The Socorro radix file system storage classes were written originally to be permanent crash storage. We eventually started using HBase instead of the file system. However, the file system storage lives on as temporary storage on the Socorro collectors. Even through the 2013 rewrite of the file system classes, the mind set of this being permanent storage persisted.
This creates a problem. The collectors
dump all the crashes into file system storage. The crash movers then
spool these temporarily stored crashes into HBase. As the crash
movers do their work, crashes are removed from file system storage.
For efficiency sake when working with a resource that is touched for
reads and writes by other processes simultaneously, the file system
classes do not clean up empty directories. As the days progress,
this leaves large empty directory trees hanging around on the disk.
Eventually, this become a problem as the disk runs out of inodes.
We did not solve this problem in 2013 FS rewrite. We couldn't come up with a good solution as for how to clean up the
old directories without slowing down the collectors, crashmover or
having a separate cleaning process or cron.
Here's a simple solution: recycling.
The file system classes could have a setting for the number of days
to keep old directories, say defaulting to one week. So in a week,
we've got these directories created:
primaryCrashStorage/20130501 primaryCrashStorage/20130502 primaryCrashStorage/20130503 primaryCrashStorage/20130504 primaryCrashStorage/20130505 primaryCrashStorage/20130506 primaryCrashStorage/20130507
On May 8th, we'd normally create a new
directory called
primaryCrashStorage/20130508
. All those older directories are
empty trees, the crashmover consumed them days previously. I suggest
that the file system classes take the oldest and simply rename it for
the current day. The internal directory structure is already been
built, storing crashes can begin immediately.

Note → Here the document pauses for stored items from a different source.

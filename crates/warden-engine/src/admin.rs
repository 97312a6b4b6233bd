//! Role administration with hierarchy enforcement.
//!
//! The evaluator only answers "may this user do X"; the rules that
//! keep the role graph safe live here, layered on top of the generic
//! stores: no admin may create, edit, delete, assign, or revoke a
//! role at or above their own maximum level, and the last superadmin
//! assignment can never be removed.

use tracing::info;
use uuid::Uuid;
use warden_core::SUPERADMIN_LEVEL;
use warden_core::error::{WardenError, WardenResult};
use warden_core::models::assignment::{AssignRole, RoleAssignment};
use warden_core::models::role::{CreateRole, Role, UpdateRole};
use warden_core::models::user::User;
use warden_core::repository::{RoleAssignmentRepository, RoleRepository};

use crate::config::EngineConfig;
use crate::error::EngineError;

/// Highest level a role may be created or updated to through the
/// admin surface; the superadmin level itself is reserved for the
/// seeded system role.
const MAX_ASSIGNABLE_LEVEL: u32 = SUPERADMIN_LEVEL - 1;

/// Role management operations gated by the acting admin's level.
pub struct RoleAdminService<R, A>
where
    R: RoleRepository,
    A: RoleAssignmentRepository,
{
    roles: R,
    assignments: A,
    config: EngineConfig,
}

impl<R, A> RoleAdminService<R, A>
where
    R: RoleRepository,
    A: RoleAssignmentRepository,
{
    pub fn new(roles: R, assignments: A, config: EngineConfig) -> Self {
        Self {
            roles,
            assignments,
            config,
        }
    }

    /// The acting admin's maximum role level. Legacy config-based
    /// admins always rank above level 999 so they can manage every
    /// role, superadmins included.
    async fn actor_level(&self, actor: &User) -> WardenResult<u32> {
        let aggregated = self.assignments.get_user_permissions(actor.id).await?;
        let mut level = aggregated.max_level;
        if self.config.is_legacy_admin(actor) {
            level = level.max(SUPERADMIN_LEVEL + 1);
        }
        Ok(level)
    }

    fn check_level(&self, level: u32) -> WardenResult<()> {
        if level > MAX_ASSIGNABLE_LEVEL {
            return Err(WardenError::Validation {
                message: format!("role level must be at most {MAX_ASSIGNABLE_LEVEL}"),
            });
        }
        Ok(())
    }

    /// Create a role below the actor's own level.
    pub async fn create_role(&self, actor: &User, input: CreateRole) -> WardenResult<Role> {
        self.check_level(input.level)?;

        let actor_level = self.actor_level(actor).await?;
        if input.level >= actor_level {
            return Err(EngineError::HierarchyViolation { action: "create" }.into());
        }

        let role = self.roles.create(input).await?;
        info!(admin_id = %actor.id, role_id = %role.id, name = %role.name, "Admin created role");
        Ok(role)
    }

    /// Update a role below the actor's own level. A level change must
    /// also stay below the actor's level.
    pub async fn update_role(
        &self,
        actor: &User,
        role_id: Uuid,
        input: UpdateRole,
    ) -> WardenResult<Role> {
        let role = self.roles.get_by_id(role_id).await?;
        let actor_level = self.actor_level(actor).await?;

        if role.level >= actor_level {
            return Err(EngineError::HierarchyViolation { action: "edit" }.into());
        }
        if let Some(new_level) = input.level {
            self.check_level(new_level)?;
            if new_level >= actor_level {
                return Err(EngineError::HierarchyViolation { action: "edit" }.into());
            }
        }

        let role = self.roles.update(role_id, input).await?;
        info!(admin_id = %actor.id, role_id = %role_id, "Admin updated role");
        Ok(role)
    }

    /// Delete a non-system role below the actor's own level, together
    /// with its assignments and policies.
    pub async fn delete_role(&self, actor: &User, role_id: Uuid) -> WardenResult<()> {
        let role = self.roles.get_by_id(role_id).await?;
        let actor_level = self.actor_level(actor).await?;

        if role.level >= actor_level {
            return Err(EngineError::HierarchyViolation { action: "delete" }.into());
        }
        if role.is_system {
            return Err(EngineError::SystemRoleProtected.into());
        }

        let deleted = self.roles.delete(role_id).await?;
        if !deleted {
            return Err(WardenError::NotFound {
                entity: "role".into(),
                id: role_id.to_string(),
            });
        }

        info!(admin_id = %actor.id, role_id = %role_id, name = %role.name, "Admin deleted role");
        Ok(())
    }

    /// Assign a role below the actor's own level to a user.
    pub async fn assign_role(
        &self,
        actor: &User,
        input: AssignRole,
    ) -> WardenResult<RoleAssignment> {
        let role = self.roles.get_by_id(input.role_id).await?;
        let actor_level = self.actor_level(actor).await?;

        if role.level >= actor_level {
            return Err(EngineError::HierarchyViolation { action: "assign" }.into());
        }

        let assignment = self.assignments.assign_role(input).await?;
        info!(
            admin_id = %actor.id,
            assignment_id = %assignment.id,
            target_user_id = %assignment.user_id,
            role_name = %role.name,
            "Admin assigned role"
        );
        Ok(assignment)
    }

    /// Revoke an assignment of a role below the actor's own level.
    /// The sole remaining superadmin assignment is protected.
    pub async fn revoke_role(&self, actor: &User, assignment_id: Uuid) -> WardenResult<bool> {
        let assignment = self.assignments.get_assignment(assignment_id).await?;
        let role = self.roles.get_by_id(assignment.role_id).await?;
        let actor_level = self.actor_level(actor).await?;

        if role.level >= actor_level {
            return Err(EngineError::HierarchyViolation { action: "revoke" }.into());
        }

        if role.level == SUPERADMIN_LEVEL && self.assignments.superadmin_count().await? <= 1 {
            return Err(EngineError::LastSuperadmin.into());
        }

        let revoked = self.assignments.revoke_role(assignment_id).await?;
        if revoked {
            info!(
                admin_id = %actor.id,
                assignment_id = %assignment_id,
                target_user_id = %assignment.user_id,
                role_name = %role.name,
                "Admin revoked role assignment"
            );
        }
        Ok(revoked)
    }
}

mv primaryCrashStorage/20130501 primaryCrashStorage/20130508
The
number_of_days
should be set to a
bit larger than the longest time that we'd could expect the
crashmovers to out of commission in a crisis. If we want the file
system to be permanent storage, set the constant to
MAXINT
(or make a special case for 0).
This system has two benefits: first
the inode problem goes away without having to slow down anything or
create another process; second it actually speeds up the collector,
after the first week, it doesn't have to create radix directories any
more, they've already been created.
I've no idea why this idea didn't come
to me before – it seems to be nothing but win-win.